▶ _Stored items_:
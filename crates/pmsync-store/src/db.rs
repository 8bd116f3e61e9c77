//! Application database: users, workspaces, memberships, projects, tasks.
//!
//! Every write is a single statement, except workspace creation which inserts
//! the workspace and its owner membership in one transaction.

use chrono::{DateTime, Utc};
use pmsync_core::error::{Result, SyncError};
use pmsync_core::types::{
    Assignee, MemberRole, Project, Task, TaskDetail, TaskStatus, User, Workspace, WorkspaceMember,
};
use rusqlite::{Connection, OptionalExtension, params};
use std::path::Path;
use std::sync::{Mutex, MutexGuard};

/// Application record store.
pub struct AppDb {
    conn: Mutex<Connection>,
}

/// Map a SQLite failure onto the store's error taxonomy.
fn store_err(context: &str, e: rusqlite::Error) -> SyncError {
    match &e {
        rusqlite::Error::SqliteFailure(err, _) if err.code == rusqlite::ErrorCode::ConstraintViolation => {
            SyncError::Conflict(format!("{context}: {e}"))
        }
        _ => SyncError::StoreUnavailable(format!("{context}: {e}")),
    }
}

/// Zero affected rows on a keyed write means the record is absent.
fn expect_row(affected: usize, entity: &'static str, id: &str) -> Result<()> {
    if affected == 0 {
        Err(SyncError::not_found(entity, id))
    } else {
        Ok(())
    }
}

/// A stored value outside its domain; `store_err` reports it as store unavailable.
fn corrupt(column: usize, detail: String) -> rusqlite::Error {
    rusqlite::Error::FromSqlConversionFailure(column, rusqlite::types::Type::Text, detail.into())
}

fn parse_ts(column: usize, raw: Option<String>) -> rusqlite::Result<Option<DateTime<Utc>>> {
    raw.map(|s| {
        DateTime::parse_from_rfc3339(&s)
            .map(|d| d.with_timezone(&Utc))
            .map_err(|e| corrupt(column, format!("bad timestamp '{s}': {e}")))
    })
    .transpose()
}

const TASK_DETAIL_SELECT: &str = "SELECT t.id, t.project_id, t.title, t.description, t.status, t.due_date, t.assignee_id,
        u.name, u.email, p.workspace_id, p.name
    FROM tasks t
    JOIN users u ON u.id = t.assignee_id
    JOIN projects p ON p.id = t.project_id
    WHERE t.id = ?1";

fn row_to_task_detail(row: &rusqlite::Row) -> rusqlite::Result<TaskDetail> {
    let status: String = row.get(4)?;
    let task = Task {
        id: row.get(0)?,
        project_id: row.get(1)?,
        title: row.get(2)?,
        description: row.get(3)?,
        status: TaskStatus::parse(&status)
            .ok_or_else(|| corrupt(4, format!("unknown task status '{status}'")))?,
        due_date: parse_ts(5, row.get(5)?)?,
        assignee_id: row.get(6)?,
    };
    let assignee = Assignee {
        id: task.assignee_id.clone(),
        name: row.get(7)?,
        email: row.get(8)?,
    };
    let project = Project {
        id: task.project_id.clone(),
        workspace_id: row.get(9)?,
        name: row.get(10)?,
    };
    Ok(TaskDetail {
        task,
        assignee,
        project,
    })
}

▶ _Task to complete_:
Return the full data above, line for line.

▶ _Reply to the task_:
filename crates/pmsync-store/src/db.rs
repository 8bd116f3e61e9c77
//! Application database: users, workspaces, memberships, projects, tasks.
//!
//! Every write is a single statement, except workspace creation which inserts
//! the workspace and its owner membership in one transaction.

use chrono::{DateTime, Utc};
use pmsync_core::error::{Result, SyncError};
use pmsync_core::types::{
    Assignee, MemberRole, Project, Task, TaskDetail, TaskStatus, User, Workspace, WorkspaceMember,
};
use rusqlite::{Connection, OptionalExtension, params};
use std::path::Path;
use std::sync::{Mutex, MutexGuard};

/// Application record store.
pub struct AppDb {
    conn: Mutex<Connection>,
}

/// Map a SQLite failure onto the store's error taxonomy.
fn store_err(context: &str, e: rusqlite::Error) -> SyncError {
    match &e {
        rusqlite::Error::SqliteFailure(err, _) if err.code == rusqlite::ErrorCode::ConstraintViolation => {
            SyncError::Conflict(format!("{context}: {e}"))
        }
        _ => SyncError::StoreUnavailable(format!("{context}: {e}")),
    }
}

/// Zero affected rows on a keyed write means the record is absent.
fn expect_row(affected: usize, entity: &'static str, id: &str) -> Result<()> {
    if affected == 0 {
        Err(SyncError::not_found(entity, id))
    } else {
        Ok(())
    }
}

/// A stored value outside its domain; `store_err` reports it as store unavailable.
fn corrupt(column: usize, detail: String) -> rusqlite::Error {
    rusqlite::Error::FromSqlConversionFailure(column, rusqlite::types::Type::Text, detail.into())
}

fn parse_ts(column: usize, raw: Option<String>) -> rusqlite::Result<Option<DateTime<Utc>>> {
    raw.map(|s| {
        DateTime::parse_from_rfc3339(&s)
            .map(|d| d.with_timezone(&Utc))
            .map_err(|e| corrupt(column, format!("bad timestamp '{s}': {e}")))
    })
    .transpose()
}

const TASK_DETAIL_SELECT: &str = "SELECT t.id, t.project_id, t.title, t.description, t.status, t.due_date, t.assignee_id,
        u.name, u.email, p.workspace_id, p.name
    FROM tasks t
    JOIN users u ON u.id = t.assignee_id
    JOIN projects p ON p.id = t.project_id
    WHERE t.id = ?1";

fn row_to_task_detail(row: &rusqlite::Row) -> rusqlite::Result<TaskDetail> {
    let status: String = row.get(4)?;
    let task = Task {
        id: row.get(0)?,
        project_id: row.get(1)?,
        title: row.get(2)?,
        description: row.get(3)?,
        status: TaskStatus::parse(&status)
            .ok_or_else(|| corrupt(4, format!("unknown task status '{status}'")))?,
        due_date: parse_ts(5, row.get(5)?)?,
        assignee_id: row.get(6)?,
    };
    let assignee = Assignee {
        id: task.assignee_id.clone(),
        name: row.get(7)?,
        email: row.get(8)?,
    };
    let project = Project {
        id: task.project_id.clone(),
        workspace_id: row.get(9)?,
        name: row.get(10)?,
    };
    Ok(TaskDetail {
        task,
        assignee,
        project,
    })
}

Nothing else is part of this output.